PROBLEM STATEMENT » Copy each line containing the word "already" from the records that follow, please.

─── INFORMATION SHOWN ───

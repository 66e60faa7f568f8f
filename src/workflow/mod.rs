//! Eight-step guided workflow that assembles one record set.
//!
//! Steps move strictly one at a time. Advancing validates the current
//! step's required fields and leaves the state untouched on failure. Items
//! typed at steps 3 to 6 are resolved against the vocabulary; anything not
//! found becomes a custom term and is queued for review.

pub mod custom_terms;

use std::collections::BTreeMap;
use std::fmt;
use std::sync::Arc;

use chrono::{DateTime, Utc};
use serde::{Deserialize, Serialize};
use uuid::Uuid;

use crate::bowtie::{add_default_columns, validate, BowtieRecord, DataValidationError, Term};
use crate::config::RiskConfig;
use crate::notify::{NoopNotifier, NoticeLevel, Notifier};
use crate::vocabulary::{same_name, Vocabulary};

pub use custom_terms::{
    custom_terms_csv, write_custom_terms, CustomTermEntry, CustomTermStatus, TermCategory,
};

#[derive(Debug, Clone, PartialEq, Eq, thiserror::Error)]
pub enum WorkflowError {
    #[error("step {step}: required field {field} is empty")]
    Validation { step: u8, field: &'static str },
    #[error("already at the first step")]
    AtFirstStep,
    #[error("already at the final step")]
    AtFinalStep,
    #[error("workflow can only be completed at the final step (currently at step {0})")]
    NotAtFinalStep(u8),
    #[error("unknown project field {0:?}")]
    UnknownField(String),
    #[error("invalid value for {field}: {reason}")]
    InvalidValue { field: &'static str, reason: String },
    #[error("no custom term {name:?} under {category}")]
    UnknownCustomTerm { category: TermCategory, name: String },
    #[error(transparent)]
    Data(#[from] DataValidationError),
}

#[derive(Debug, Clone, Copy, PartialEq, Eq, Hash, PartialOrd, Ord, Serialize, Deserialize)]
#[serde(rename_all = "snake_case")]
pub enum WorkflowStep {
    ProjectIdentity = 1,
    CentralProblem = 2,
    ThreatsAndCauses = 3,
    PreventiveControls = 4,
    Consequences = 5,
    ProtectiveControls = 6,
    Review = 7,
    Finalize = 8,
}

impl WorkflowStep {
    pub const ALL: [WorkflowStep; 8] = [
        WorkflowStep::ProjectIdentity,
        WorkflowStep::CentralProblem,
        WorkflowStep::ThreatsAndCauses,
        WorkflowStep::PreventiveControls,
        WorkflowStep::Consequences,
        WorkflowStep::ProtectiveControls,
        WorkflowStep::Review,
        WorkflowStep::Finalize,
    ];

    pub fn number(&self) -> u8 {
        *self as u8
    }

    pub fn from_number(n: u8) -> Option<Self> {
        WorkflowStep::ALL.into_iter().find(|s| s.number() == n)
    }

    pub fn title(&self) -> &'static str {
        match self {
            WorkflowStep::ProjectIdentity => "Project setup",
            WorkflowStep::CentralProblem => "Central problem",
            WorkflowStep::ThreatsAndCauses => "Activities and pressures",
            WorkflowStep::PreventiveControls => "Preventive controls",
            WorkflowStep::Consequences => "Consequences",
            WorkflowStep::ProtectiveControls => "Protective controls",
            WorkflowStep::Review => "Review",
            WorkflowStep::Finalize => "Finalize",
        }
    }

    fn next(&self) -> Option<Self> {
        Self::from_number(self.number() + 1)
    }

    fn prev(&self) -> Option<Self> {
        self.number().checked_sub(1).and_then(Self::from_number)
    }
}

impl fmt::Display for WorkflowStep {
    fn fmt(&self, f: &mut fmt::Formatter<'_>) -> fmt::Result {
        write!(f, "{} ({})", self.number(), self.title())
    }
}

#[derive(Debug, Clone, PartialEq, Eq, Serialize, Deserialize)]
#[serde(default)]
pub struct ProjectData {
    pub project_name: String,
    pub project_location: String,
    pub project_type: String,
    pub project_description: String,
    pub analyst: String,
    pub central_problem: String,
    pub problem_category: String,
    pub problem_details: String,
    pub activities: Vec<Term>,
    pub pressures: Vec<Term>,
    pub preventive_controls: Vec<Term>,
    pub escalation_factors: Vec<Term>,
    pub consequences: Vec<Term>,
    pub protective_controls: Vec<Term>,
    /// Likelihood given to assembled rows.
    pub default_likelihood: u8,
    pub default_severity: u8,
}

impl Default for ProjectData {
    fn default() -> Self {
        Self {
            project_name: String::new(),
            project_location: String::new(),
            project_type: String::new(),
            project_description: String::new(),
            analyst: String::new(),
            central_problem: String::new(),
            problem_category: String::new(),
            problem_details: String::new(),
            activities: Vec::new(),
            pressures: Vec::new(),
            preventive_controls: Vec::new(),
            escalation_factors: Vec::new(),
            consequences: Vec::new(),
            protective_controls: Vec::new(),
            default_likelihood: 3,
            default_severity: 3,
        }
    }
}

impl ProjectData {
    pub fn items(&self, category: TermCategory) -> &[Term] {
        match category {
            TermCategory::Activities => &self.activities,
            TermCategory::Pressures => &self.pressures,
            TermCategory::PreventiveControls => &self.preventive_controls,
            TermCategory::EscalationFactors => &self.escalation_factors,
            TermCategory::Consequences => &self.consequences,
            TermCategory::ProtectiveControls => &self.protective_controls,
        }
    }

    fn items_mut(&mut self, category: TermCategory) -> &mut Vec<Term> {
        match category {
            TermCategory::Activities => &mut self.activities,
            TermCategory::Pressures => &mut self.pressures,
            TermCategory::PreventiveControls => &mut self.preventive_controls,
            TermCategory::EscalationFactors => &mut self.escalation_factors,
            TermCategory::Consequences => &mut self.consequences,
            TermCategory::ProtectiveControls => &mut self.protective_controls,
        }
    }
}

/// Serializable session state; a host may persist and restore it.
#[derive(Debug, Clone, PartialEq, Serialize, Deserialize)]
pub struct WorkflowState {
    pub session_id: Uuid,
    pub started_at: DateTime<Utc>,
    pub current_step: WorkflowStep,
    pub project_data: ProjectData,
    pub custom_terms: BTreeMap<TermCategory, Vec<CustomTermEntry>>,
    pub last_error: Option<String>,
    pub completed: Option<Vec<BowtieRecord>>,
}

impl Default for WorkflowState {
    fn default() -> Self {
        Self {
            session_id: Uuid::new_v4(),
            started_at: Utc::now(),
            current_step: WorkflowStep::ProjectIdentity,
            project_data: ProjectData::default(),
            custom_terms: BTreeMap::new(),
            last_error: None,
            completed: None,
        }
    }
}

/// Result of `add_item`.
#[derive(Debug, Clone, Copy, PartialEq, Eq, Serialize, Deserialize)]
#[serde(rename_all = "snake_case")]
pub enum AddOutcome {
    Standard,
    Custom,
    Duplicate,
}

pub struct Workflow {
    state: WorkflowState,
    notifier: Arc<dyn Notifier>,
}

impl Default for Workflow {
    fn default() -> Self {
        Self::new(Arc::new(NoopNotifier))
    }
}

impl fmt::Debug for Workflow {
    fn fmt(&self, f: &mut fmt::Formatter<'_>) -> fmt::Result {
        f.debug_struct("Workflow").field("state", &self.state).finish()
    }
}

───

WRITTEN REPLY »
    #[error("already at the first step")]
    #[error("already at the final step")]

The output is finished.